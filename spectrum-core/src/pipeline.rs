//! # Spectral Pipeline Module
//!
//! Composes length normalization, the transform engine, the band-pass mask
//! and DFT normalization into the analyses callers actually run:
//! - the raw full spectrum of a sample
//! - its amplitude spectrum, optionally band-passed
//! - a band-passed reconstruction of the sample itself
//!
//! The free functions use [`RustFftEngine`] and truncate samples to a power
//! of two. [`SpectrumPipeline`] lets callers pick the engine and the
//! [`LengthPolicy`].

use std::marker::PhantomData;

use log::{debug, trace, warn};

use crate::bandpass::{self, Band};
use crate::complex::ComplexSpectrum;
use crate::config::SpectrumConfig;
use crate::dft;
use crate::error::{Result, SpectrumError};
use crate::fft::{FourierEngine, RustFftEngine};
use crate::frequency::{self, SpectrumPoint};
use crate::length::LengthPolicy;

/// The engine's full spectrum of a length-normalized sample.
///
/// The engine and length are kept for inverting the spectrum later.
#[derive(Debug, Clone)]
pub struct RawTransform<E> {
    pub spectrum: ComplexSpectrum,
    pub engine: E,
    /// Sample length after normalization.
    pub len: usize,
}

#[derive(Debug, Clone)]
pub struct SpectrumPipeline<E = RustFftEngine> {
    length_policy: LengthPolicy,
    engine: PhantomData<E>,
}

impl<E> Default for SpectrumPipeline<E> {
    fn default() -> Self {
        Self::new(LengthPolicy::default())
    }
}

impl<E> SpectrumPipeline<E> {
    pub fn new(length_policy: LengthPolicy) -> Self {
        Self {
            length_policy,
            engine: PhantomData,
        }
    }

    pub fn length_policy(&self) -> LengthPolicy {
        self.length_policy
    }
}

impl<E: FourierEngine> SpectrumPipeline<E> {
    /// Normalizes the sample length and runs the forward transform.
    pub fn raw_transform(&self, sample: &[f64]) -> Result<RawTransform<E>> {
        let normalized = self.length_policy.apply(sample)?;
        let len = normalized.len();
        if len < sample.len() {
            warn!(
                "[FFT] Truncation dropped {} of {} samples",
                sample.len() - len,
                sample.len()
            );
        }
        debug!(
            "[FFT] Sample length {} normalized to {} ({:?})",
            sample.len(),
            len,
            self.length_policy
        );

        let engine = E::new(len)?;
        let complex = engine.to_complex_array(&normalized)?;
        let spectrum = engine.transform(&complex)?;
        trace!("[FFT] Raw spectrum has {} bins", spectrum.bins());

        Ok(RawTransform {
            spectrum,
            engine,
            len,
        })
    }

    /// Amplitude of every one-sided bin of the sample.
    pub fn amplitude_spectrum(&self, sample: &[f64]) -> Result<Vec<f64>> {
        let RawTransform { spectrum, .. } = self.raw_transform(sample)?;
        let result_dft = dft::to_dft(&spectrum);
        Ok(dft::to_amplitude_spectrum(&result_dft))
    }

    /// Amplitude spectrum restricted to `band`.
    ///
    /// The mask is applied to the full spectrum, before DFT normalization,
    /// since its resolution is defined over the full bin count.
    pub fn amplitude_spectrum_through_band(
        &self,
        sample: &[f64],
        fs: f64,
        band: Band,
    ) -> Result<Vec<f64>> {
        let RawTransform { spectrum, .. } = self.raw_transform(sample)?;
        let passed = self.mask(&spectrum, fs, band)?;
        let result_dft = dft::to_dft(&passed);
        Ok(dft::to_amplitude_spectrum(&result_dft))
    }

    /// Reconstructs the sample with everything outside `band` removed.
    ///
    /// The result has the normalized sample length.
    pub fn sample_through_band(&self, sample: &[f64], fs: f64, band: Band) -> Result<Vec<f64>> {
        let RawTransform {
            spectrum,
            engine,
            len,
        } = self.raw_transform(sample)?;
        let passed = self.mask(&spectrum, fs, band)?;
        let completed = engine.complete_spectrum(&passed)?;
        let sample_complex = engine.inverse_transform(&completed)?;

        let mut sample_real = engine.from_complex_array(&sample_complex);
        sample_real.truncate(len);
        Ok(sample_real)
    }

    /// Runs the analysis described by `config`.
    ///
    /// Band-passes when a band is configured, labels every bin with its
    /// frequency, and converts to orders when a base frequency is set.
    pub fn analyze(&self, sample: &[f64], config: &SpectrumConfig) -> Result<Vec<SpectrumPoint>> {
        config.validate()?;
        let fs = config.sampling_frequency;
        let amplitudes = match config.band {
            Some(band) => self.amplitude_spectrum_through_band(sample, fs, band)?,
            None => self.amplitude_spectrum(sample)?,
        };
        let labeled = frequency::add_frequency_on_as(&amplitudes, fs)?;
        match config.base_frequency {
            Some(fb) => frequency::order_spectrum(&labeled, fb),
            None => Ok(labeled),
        }
    }

    /// Band-passed reconstruction using the band from `config`.
    pub fn filter(&self, sample: &[f64], config: &SpectrumConfig) -> Result<Vec<f64>> {
        config.validate()?;
        let band = config.band.ok_or(SpectrumError::MissingBand)?;
        self.sample_through_band(sample, config.sampling_frequency, band)
    }

    fn mask(&self, spectrum: &ComplexSpectrum, fs: f64, band: Band) -> Result<ComplexSpectrum> {
        debug!(
            "[BANDPASS] Passing {}..={} Hz at fs = {} Hz over {} bins",
            band.low,
            band.high,
            fs,
            spectrum.bins()
        );
        bandpass::through_band_pass(spectrum, fs, band.low, band.high)
    }
}

/// Truncates the sample to a power of two and returns its raw full spectrum.
pub fn get_res_fft(sample: &[f64]) -> Result<RawTransform<RustFftEngine>> {
    SpectrumPipeline::<RustFftEngine>::default().raw_transform(sample)
}

/// Raw transform, DFT normalization, then amplitudes.
pub fn amplitude_spectrum(sample: &[f64]) -> Result<Vec<f64>> {
    SpectrumPipeline::<RustFftEngine>::default().amplitude_spectrum(sample)
}

/// Like [`amplitude_spectrum`], with bins outside `[f1, f2]` zeroed first.
pub fn as_through_bandpass(sample: &[f64], fs: f64, f1: f64, f2: f64) -> Result<Vec<f64>> {
    SpectrumPipeline::<RustFftEngine>::default().amplitude_spectrum_through_band(
        sample,
        fs,
        Band::new(f1, f2),
    )
}

/// Band-passes the sample to `[f1, f2]` and transforms it back.
///
/// # Arguments
/// * `sample` - Original sample
/// * `fs` - Sampling frequency in Hz
/// * `f1` - Lower edge of the pass band
/// * `f2` - Upper edge of the pass band
pub fn sample_through_bandpass(sample: &[f64], fs: f64, f1: f64, f2: f64) -> Result<Vec<f64>> {
    SpectrumPipeline::<RustFftEngine>::default().sample_through_band(
        sample,
        fs,
        Band::new(f1, f2),
    )
}

/// Configured analysis with the default engine.
pub fn analyze(sample: &[f64], config: &SpectrumConfig) -> Result<Vec<SpectrumPoint>> {
    SpectrumPipeline::<RustFftEngine>::new(config.length_policy).analyze(sample, config)
}

/// Configured band-pass reconstruction with the default engine.
pub fn filter(sample: &[f64], config: &SpectrumConfig) -> Result<Vec<f64>> {
    SpectrumPipeline::<RustFftEngine>::new(config.length_policy).filter(sample, config)
}
//! # Frequency Labeling Module
//!
//! Attaches a frequency to every bin of an amplitude spectrum and, for order
//! analysis, re-expresses those frequencies as multiples of a base
//! (rotational) frequency.

use serde::{Deserialize, Serialize};

use crate::error::{Result, check_frequency};

/// One labeled bin of a frequency or order spectrum.
#[derive(Debug, Clone, Copy, PartialEq, Serialize, Deserialize)]
pub struct SpectrumPoint {
    /// Frequency in Hz, or in orders of the base frequency.
    pub frequency: f64,
    pub amplitude: f64,
}

/// Labels amplitude bin `i` with `i * (2 * len / fs)`.
///
/// # Arguments
/// * `result_as` - Amplitude spectrum, one value per one-sided bin
/// * `fs` - Sampling frequency in Hz
pub fn add_frequency_on_as(result_as: &[f64], fs: f64) -> Result<Vec<SpectrumPoint>> {
    let fs = check_frequency("sampling frequency", fs)?;
    let n = (result_as.len() * 2) as f64;
    let resolution = n / fs;
    Ok(result_as
        .iter()
        .enumerate()
        .map(|(index, &amplitude)| SpectrumPoint {
            frequency: resolution * index as f64,
            amplitude,
        })
        .collect())
}

/// Divides every frequency by the base frequency `fb`, leaving amplitudes as-is.
pub fn order_spectrum(result_fs: &[SpectrumPoint], fb: f64) -> Result<Vec<SpectrumPoint>> {
    let fb = check_frequency("base frequency", fb)?;
    Ok(result_fs
        .iter()
        .map(|point| SpectrumPoint {
            frequency: point.frequency / fb,
            amplitude: point.amplitude,
        })
        .collect())
}

#[cfg(test)]
mod tests {
    use super::*;
    use crate::error::SpectrumError;
    use approx::assert_relative_eq;

    #[test]
    fn labels_bins_with_fixed_resolution() {
        let points = add_frequency_on_as(&[1.0, 0.5, 0.25, 0.0], 4.0).unwrap();
        // resolution = 2 * 4 / 4 = 2
        let frequencies: Vec<f64> = points.iter().map(|p| p.frequency).collect();
        assert_eq!(frequencies, vec![0.0, 2.0, 4.0, 6.0]);
        let amplitudes: Vec<f64> = points.iter().map(|p| p.amplitude).collect();
        assert_eq!(amplitudes, vec![1.0, 0.5, 0.25, 0.0]);
    }

    #[test]
    fn order_spectrum_scales_back() {
        let points = add_frequency_on_as(&[3.0, 1.0, 4.0, 1.0, 5.0], 7.0).unwrap();
        let base = 0.37;
        let orders = order_spectrum(&points, base).unwrap();
        for (order, point) in orders.iter().zip(&points) {
            assert_relative_eq!(order.frequency * base, point.frequency, max_relative = 1e-12);
            assert_eq!(order.amplitude, point.amplitude);
        }
    }

    #[test]
    fn zero_frequencies_are_rejected() {
        assert!(matches!(
            add_frequency_on_as(&[1.0], 0.0),
            Err(SpectrumError::InvalidFrequency { .. })
        ));
        assert!(matches!(
            order_spectrum(&[], 0.0),
            Err(SpectrumError::InvalidFrequency { .. })
        ));
        assert!(order_spectrum(&[], f64::NAN).is_err());
    }

    #[test]
    fn points_serialize_as_objects() {
        let point = SpectrumPoint {
            frequency: 12.5,
            amplitude: 0.75,
        };
        let json = serde_json::to_string(&point).unwrap();
        assert_eq!(json, r#"{"frequency":12.5,"amplitude":0.75}"#);
    }
}
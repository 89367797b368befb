//! # DFT Normalization Module
//!
//! Turns the engine's raw, unnormalized full spectrum into a one-sided
//! discrete spectrum whose magnitudes are the physical amplitudes of the
//! sample's components, then reduces it to an amplitude spectrum.

use crate::complex::{self, ComplexSpectrum};

/// Translates a full FFT result into the one-sided DFT.
///
/// For an input of `N` complex bins only bins `0..N/2` are kept. The DC bin
/// is divided by `N`; every other bin by `N/2`, since it also carries the
/// energy of its discarded negative-frequency mirror.
///
/// The output has half the bin count of the input.
pub fn to_dft(result_fft: &ComplexSpectrum) -> ComplexSpectrum {
    let n = result_fft.bins();
    let half = n / 2;
    let scale = |index: usize, value: f64| {
        let divisor = if index == 0 { n as f64 } else { n as f64 / 2.0 };
        value / divisor
    };

    result_fft
        .iter_bins()
        .take(half)
        .enumerate()
        .map(|(index, (re, im))| (scale(index, re), scale(index, im)))
        .collect()
}

/// Maps a normalized spectrum to one magnitude per bin.
pub fn to_amplitude_spectrum(result_dft: &ComplexSpectrum) -> Vec<f64> {
    result_dft
        .iter_bins()
        .map(|(re, im)| complex::abs_complex(re, im))
        .collect()
}

#[cfg(test)]
mod tests {
    use super::*;
    use approx::assert_abs_diff_eq;

    #[test]
    fn output_is_half_the_input() {
        for bins in [2, 4, 8, 64] {
            let dft = to_dft(&ComplexSpectrum::zeros(bins));
            assert_eq!(dft.len(), bins);
            assert_eq!(dft.bins(), bins / 2);
        }
    }

    #[test]
    fn dc_bin_uses_full_length_divisor() {
        // 8 bins of (8, 8): DC is divided by 8, the rest by 4.
        let raw = ComplexSpectrum::new(vec![8.0; 16]).unwrap();
        let dft = to_dft(&raw);
        assert_eq!(dft.as_slice(), &[1.0, 1.0, 2.0, 2.0, 2.0, 2.0, 2.0, 2.0]);
    }

    #[test]
    fn discards_negative_frequency_half() {
        let values: Vec<f64> = (0..8).map(|i| i as f64).collect();
        let raw = ComplexSpectrum::new(values).unwrap();
        // 4 bins: keep bins 0 and 1, divisors 4 and 2.
        let dft = to_dft(&raw);
        assert_eq!(dft.as_slice(), &[0.0, 0.25, 1.0, 1.5]);
    }

    #[test]
    fn amplitude_pairs_real_with_imaginary() {
        let dft = ComplexSpectrum::new(vec![3.0, 4.0, 0.0, -2.0, 1.0, 0.0]).unwrap();
        let amplitudes = to_amplitude_spectrum(&dft);
        assert_eq!(amplitudes.len(), 3);
        assert_abs_diff_eq!(amplitudes[0], 5.0);
        assert_abs_diff_eq!(amplitudes[1], 2.0);
        assert_abs_diff_eq!(amplitudes[2], 1.0);
    }
}
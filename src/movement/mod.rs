//! Movement domain: player controller plugin wiring and public exports.
//!
//! The controller core (`angle`, `input`, `jump`, `velocity`, `controller`
//! and the methods on [`CharacterState`]) is plain Rust over small value
//! types. The systems in `systems` adapt it to Bevy input and avian3d.

pub mod angle;
mod bootstrap;
mod components;
mod controller;
mod input;
mod jump;
mod resources;
pub(crate) mod systems;
mod velocity;

#[cfg(test)]
mod tests;

pub use components::{
    CharacterModel, CharacterState, Container, ControllerRig, Player, ROTATION_SMOOTHING,
};
pub use controller::{FrameReport, PhysicsBody, step_character};
pub use input::{
    Action, FrameInput, Gait, InputSource, MovementVector, PointerSample, ResolvedMovement,
    resolve_movement,
};
pub use jump::{JumpCounter, MAX_JUMPS};
pub use resources::{
    ActionBindings, CharacterTelemetry, ControllerTuning, PointerState, RigLayout, TuningParam,
};
pub use velocity::solve_velocity;

use bevy::prelude::*;

use crate::core::GameState;
use crate::movement::bootstrap::spawn_player;
use crate::movement::systems::{drive_character, sample_frame_input, track_pointer_activity};

/// System set for the controller frame, so the camera can order after it.
#[derive(SystemSet, Debug, Clone, PartialEq, Eq, Hash)]
pub struct ControllerSet;

pub struct MovementPlugin;

impl Plugin for MovementPlugin {
    fn build(&self, app: &mut App) {
        app.init_resource::<ControllerTuning>()
            .init_resource::<RigLayout>()
            .init_resource::<ActionBindings>()
            .init_resource::<PointerState>()
            .init_resource::<FrameInput>()
            .init_resource::<CharacterTelemetry>()
            .add_systems(OnEnter(GameState::Playing), spawn_player)
            .add_systems(
                Update,
                (track_pointer_activity, sample_frame_input, drive_character)
                    .chain()
                    .in_set(ControllerSet)
                    .run_if(in_state(GameState::Playing)),
            );
    }
}
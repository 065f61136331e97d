//! Core domain: app state and the static world the player runs around in.

mod state;
mod systems;

pub use state::GameState;

use bevy::prelude::*;

use crate::core::systems::{finish_boot, log_state_transitions, spawn_world};

pub struct CorePlugin;

impl Plugin for CorePlugin {
    fn build(&self, app: &mut App) {
        app.init_state::<GameState>()
            .add_systems(Update, finish_boot.run_if(in_state(GameState::Boot)))
            .add_systems(Update, log_state_transitions)
            .add_systems(OnEnter(GameState::Playing), spawn_world);
    }
}
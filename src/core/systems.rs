//! Core domain: boot flow and static world setup.

use avian3d::prelude::*;
use bevy::prelude::*;

use crate::core::state::GameState;

/// Half extent of the square ground slab.
const GROUND_HALF_EXTENT: f32 = 25.0;
const GROUND_THICKNESS: f32 = 0.2;

pub(crate) fn finish_boot(mut game_state: ResMut<NextState<GameState>>) {
    game_state.set(GameState::Playing);
}

pub(crate) fn log_state_transitions(state: Res<State<GameState>>) {
    if state.is_changed() {
        debug!("Game state: {:?}", state.get());
    }
}

/// Spawn the ground slab (top face at y = 0) and the sun.
pub(crate) fn spawn_world(
    mut commands: Commands,
    mut meshes: ResMut<Assets<Mesh>>,
    mut materials: ResMut<Assets<StandardMaterial>>,
) {
    let size = GROUND_HALF_EXTENT * 2.0;

    commands.spawn((
        Name::new("Ground"),
        Mesh3d(meshes.add(Cuboid::new(size, GROUND_THICKNESS, size))),
        MeshMaterial3d(materials.add(Color::srgb(0.35, 0.45, 0.35))),
        Transform::from_xyz(0.0, -GROUND_THICKNESS * 0.5, 0.0),
        RigidBody::Static,
        Collider::cuboid(size, GROUND_THICKNESS, size),
    ));

    commands.spawn((
        Name::new("Sun"),
        DirectionalLight {
            shadows_enabled: true,
            ..default()
        },
        Transform::from_xyz(-15.0, 10.0, 15.0).looking_at(Vec3::ZERO, Vec3::Y),
    ));

    info!("World ready");
}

########

* Instructions to follow *
Give back precisely the lines above that start at the line containing "let scale = |index: usize, value: f64|" and end at the line containing "the rest by 4.", inclusive. No other lines belong in the output.

* Exercise solution *
    let scale = |index: usize, value: f64| {
        let divisor = if index == 0 { n as f64 } else { n as f64 / 2.0 };
        value / divisor
    };

    result_fft
        .iter_bins()
        .take(half)
        .enumerate()
        .map(|(index, (re, im))| (scale(index, re), scale(index, im)))
        .collect()
}

/// Maps a normalized spectrum to one magnitude per bin.
pub fn to_amplitude_spectrum(result_dft: &ComplexSpectrum) -> Vec<f64> {
    result_dft
        .iter_bins()
        .map(|(re, im)| complex::abs_complex(re, im))
        .collect()
}

#[cfg(test)]
mod tests {
    use super::*;
    use approx::assert_abs_diff_eq;

    #[test]
    fn output_is_half_the_input() {
        for bins in [2, 4, 8, 64] {
            let dft = to_dft(&ComplexSpectrum::zeros(bins));
            assert_eq!(dft.len(), bins);
            assert_eq!(dft.bins(), bins / 2);
        }
    }

    #[test]
    fn dc_bin_uses_full_length_divisor() {
        // 8 bins of (8, 8): DC is divided by 8, the rest by 4.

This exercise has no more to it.